-- Information provided follows --

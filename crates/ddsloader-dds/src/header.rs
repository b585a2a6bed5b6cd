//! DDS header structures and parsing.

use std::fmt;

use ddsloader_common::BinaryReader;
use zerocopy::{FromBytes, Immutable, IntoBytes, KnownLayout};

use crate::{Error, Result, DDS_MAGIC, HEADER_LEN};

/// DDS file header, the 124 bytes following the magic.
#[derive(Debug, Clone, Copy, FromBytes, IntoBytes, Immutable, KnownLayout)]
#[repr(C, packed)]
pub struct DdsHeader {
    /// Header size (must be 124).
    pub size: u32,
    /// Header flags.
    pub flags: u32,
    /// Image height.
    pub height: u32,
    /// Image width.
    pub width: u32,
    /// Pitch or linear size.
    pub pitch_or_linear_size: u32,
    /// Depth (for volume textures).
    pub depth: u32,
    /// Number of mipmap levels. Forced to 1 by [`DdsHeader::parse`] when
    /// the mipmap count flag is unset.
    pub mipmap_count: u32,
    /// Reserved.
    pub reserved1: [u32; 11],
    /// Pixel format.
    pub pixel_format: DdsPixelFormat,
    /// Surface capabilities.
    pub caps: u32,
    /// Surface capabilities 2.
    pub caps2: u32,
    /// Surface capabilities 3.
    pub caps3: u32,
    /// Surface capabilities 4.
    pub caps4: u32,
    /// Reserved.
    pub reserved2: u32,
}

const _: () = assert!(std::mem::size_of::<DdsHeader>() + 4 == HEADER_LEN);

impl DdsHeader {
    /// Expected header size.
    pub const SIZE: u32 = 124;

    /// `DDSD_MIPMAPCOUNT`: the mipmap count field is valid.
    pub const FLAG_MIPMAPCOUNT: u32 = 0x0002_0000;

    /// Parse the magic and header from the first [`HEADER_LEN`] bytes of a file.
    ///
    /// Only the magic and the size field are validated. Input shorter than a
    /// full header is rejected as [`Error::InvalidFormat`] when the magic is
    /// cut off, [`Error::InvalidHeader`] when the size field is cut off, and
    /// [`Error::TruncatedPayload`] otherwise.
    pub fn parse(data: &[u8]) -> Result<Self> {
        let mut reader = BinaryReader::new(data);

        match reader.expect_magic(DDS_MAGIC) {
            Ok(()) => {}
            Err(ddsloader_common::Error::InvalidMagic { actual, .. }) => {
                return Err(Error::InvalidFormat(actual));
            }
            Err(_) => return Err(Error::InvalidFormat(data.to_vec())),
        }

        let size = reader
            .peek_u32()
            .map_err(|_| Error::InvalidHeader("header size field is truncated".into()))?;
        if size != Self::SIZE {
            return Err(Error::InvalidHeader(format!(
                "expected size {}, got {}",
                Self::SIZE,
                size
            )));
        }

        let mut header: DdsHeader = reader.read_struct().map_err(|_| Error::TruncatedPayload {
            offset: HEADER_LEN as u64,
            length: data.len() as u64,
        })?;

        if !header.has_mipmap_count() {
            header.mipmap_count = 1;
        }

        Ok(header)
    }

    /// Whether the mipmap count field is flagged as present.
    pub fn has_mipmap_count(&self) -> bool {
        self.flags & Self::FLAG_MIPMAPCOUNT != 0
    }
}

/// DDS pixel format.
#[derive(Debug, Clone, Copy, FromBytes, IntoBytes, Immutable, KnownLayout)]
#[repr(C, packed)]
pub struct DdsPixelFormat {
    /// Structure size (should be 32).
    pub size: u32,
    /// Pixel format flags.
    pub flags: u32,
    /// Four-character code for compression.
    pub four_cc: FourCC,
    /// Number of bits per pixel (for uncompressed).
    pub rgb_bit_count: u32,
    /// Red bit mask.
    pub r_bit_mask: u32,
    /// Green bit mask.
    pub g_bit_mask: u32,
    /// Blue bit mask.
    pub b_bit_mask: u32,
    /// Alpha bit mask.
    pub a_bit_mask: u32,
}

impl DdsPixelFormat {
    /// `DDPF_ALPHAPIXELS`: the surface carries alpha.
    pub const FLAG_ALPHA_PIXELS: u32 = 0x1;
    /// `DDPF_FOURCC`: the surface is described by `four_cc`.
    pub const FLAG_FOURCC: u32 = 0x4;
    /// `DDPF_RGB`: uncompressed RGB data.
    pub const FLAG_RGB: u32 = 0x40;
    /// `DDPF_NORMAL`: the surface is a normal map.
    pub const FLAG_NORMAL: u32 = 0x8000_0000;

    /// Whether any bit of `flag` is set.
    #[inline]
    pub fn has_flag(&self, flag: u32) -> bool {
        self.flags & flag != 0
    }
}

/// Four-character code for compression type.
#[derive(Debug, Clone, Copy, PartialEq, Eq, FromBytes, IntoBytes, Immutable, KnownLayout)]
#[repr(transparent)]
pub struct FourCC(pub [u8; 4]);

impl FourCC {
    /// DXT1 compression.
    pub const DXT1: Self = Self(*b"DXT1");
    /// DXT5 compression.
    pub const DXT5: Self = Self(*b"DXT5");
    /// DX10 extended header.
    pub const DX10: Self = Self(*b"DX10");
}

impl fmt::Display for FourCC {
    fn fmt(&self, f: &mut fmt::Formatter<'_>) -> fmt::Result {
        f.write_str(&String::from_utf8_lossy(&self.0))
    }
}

-- Information provided concluded --
-- Information provided follows --

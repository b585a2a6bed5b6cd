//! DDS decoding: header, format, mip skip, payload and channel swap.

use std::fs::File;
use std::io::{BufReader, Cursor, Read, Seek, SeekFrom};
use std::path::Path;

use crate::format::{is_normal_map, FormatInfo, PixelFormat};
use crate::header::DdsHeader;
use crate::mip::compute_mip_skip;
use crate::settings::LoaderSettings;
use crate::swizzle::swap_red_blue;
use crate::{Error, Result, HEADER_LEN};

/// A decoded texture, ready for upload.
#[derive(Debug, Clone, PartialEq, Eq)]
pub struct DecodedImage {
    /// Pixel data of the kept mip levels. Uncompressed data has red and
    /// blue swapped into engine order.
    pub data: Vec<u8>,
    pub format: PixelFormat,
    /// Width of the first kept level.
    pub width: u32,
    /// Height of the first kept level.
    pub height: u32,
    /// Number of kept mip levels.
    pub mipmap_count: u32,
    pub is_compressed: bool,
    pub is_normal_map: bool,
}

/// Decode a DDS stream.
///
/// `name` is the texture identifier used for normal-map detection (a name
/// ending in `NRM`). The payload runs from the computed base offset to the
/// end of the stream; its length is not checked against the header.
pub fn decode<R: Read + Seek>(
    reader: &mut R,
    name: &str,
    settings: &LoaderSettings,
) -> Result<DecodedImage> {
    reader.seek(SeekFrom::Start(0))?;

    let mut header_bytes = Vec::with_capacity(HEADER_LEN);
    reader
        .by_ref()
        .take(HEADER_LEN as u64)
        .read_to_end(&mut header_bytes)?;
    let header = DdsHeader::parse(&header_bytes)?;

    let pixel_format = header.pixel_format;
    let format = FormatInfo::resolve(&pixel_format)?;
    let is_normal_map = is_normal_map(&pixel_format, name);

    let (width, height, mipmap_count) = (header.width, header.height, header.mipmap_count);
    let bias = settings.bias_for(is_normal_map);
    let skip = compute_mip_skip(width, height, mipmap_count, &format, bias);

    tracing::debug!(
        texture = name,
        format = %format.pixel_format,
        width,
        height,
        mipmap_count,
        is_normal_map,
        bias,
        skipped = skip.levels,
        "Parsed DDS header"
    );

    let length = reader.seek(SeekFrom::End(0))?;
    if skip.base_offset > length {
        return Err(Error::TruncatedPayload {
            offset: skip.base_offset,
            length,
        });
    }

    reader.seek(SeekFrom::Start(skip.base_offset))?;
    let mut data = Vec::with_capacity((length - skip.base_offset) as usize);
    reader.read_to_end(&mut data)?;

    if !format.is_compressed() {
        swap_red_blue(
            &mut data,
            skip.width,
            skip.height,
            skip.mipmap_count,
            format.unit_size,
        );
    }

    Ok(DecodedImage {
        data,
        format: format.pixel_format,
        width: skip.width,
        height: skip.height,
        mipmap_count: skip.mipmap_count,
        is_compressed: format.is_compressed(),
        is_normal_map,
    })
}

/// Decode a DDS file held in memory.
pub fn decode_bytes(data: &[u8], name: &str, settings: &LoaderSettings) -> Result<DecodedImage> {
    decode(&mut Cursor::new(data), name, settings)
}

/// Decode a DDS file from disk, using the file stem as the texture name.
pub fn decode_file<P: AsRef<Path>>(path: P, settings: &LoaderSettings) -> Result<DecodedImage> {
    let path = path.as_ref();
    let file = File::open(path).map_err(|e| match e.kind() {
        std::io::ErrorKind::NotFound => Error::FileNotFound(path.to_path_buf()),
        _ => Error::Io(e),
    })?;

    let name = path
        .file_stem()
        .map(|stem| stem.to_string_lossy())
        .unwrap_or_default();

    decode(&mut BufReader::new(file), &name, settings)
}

-- Information provided concluded --
-- Information provided follows --

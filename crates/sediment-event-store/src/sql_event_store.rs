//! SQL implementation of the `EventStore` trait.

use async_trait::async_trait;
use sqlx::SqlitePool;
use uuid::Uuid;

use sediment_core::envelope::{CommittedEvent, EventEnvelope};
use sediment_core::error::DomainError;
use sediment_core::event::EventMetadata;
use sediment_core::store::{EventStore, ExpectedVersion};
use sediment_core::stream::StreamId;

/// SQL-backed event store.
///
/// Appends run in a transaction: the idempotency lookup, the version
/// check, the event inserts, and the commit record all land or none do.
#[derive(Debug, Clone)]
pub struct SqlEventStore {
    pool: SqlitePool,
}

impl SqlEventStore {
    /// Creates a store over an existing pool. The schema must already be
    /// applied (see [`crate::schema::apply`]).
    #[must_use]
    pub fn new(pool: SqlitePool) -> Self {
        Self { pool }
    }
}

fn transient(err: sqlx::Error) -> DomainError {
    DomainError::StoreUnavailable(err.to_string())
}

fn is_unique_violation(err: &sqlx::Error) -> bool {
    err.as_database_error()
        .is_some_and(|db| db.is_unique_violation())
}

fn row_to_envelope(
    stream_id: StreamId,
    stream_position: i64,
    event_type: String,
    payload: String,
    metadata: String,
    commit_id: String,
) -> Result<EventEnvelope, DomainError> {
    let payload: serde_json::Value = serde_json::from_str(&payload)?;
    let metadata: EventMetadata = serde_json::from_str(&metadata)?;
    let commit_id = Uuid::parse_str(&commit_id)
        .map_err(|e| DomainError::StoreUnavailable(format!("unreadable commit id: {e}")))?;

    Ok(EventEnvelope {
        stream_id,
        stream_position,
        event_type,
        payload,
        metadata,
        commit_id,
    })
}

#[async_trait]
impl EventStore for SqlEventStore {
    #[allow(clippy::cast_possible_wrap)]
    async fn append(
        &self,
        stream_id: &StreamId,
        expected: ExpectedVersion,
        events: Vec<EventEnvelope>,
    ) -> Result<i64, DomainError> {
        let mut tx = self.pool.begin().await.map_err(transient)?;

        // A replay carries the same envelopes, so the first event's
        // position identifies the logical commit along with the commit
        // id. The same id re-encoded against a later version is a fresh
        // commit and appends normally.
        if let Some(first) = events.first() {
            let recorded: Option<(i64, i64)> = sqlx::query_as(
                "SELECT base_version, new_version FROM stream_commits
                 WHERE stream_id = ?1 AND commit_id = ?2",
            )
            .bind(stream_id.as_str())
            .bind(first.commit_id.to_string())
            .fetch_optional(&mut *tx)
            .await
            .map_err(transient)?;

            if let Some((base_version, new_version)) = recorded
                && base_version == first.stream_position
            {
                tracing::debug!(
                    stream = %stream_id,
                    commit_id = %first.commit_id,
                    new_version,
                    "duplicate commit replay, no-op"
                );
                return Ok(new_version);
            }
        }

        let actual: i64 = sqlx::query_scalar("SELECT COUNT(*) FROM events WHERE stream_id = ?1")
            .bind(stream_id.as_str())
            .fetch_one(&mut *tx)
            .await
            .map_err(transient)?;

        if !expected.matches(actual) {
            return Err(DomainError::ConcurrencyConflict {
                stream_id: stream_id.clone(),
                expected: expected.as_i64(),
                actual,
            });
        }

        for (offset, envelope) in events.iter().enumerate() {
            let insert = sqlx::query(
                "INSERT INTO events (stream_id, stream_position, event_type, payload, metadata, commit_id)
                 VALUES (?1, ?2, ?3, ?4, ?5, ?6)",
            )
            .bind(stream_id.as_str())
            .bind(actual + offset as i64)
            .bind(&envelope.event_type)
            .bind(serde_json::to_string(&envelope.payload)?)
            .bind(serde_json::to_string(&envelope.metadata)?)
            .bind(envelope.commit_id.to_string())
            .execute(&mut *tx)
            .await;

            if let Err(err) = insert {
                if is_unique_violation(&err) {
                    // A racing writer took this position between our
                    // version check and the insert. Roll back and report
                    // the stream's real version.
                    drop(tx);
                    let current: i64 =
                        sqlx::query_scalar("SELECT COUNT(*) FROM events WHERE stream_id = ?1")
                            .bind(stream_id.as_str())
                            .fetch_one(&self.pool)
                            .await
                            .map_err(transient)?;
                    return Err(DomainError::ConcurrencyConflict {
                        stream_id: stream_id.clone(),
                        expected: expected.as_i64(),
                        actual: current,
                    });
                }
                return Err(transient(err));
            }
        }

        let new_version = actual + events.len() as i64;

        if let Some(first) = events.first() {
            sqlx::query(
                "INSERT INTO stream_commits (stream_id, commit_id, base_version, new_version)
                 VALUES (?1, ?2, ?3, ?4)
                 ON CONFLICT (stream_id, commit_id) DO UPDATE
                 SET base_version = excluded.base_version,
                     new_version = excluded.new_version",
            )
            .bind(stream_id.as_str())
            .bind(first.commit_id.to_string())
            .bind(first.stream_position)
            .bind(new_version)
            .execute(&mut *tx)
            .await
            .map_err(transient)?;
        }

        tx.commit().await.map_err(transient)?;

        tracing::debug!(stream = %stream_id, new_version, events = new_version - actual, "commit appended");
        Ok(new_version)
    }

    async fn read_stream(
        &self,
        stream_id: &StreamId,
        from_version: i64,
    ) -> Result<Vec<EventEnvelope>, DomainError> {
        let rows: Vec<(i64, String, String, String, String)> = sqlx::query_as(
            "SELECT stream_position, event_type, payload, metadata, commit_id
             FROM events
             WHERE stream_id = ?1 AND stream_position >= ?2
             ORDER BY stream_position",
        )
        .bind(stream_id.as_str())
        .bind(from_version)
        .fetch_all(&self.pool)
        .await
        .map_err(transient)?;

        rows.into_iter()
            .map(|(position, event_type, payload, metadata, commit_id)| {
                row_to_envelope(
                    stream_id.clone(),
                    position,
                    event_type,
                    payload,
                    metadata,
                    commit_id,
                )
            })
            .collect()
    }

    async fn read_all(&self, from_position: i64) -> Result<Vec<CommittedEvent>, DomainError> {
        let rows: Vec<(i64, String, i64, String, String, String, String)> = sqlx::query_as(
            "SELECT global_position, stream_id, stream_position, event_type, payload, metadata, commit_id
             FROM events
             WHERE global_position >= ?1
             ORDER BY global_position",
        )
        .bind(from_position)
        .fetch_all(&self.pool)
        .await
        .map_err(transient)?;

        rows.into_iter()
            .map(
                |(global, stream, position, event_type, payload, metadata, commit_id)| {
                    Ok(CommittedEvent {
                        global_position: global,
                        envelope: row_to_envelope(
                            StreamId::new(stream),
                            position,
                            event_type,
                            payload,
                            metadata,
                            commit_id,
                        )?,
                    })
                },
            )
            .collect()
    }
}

-- Information provided concluded --

→ **Aim of the task**: Among the lines above, find those with the word "FormatInfo" and list them.

→ **Written response**:
use crate::format::{is_normal_map, FormatInfo, PixelFormat};
    let format = FormatInfo::resolve(&pixel_format)?;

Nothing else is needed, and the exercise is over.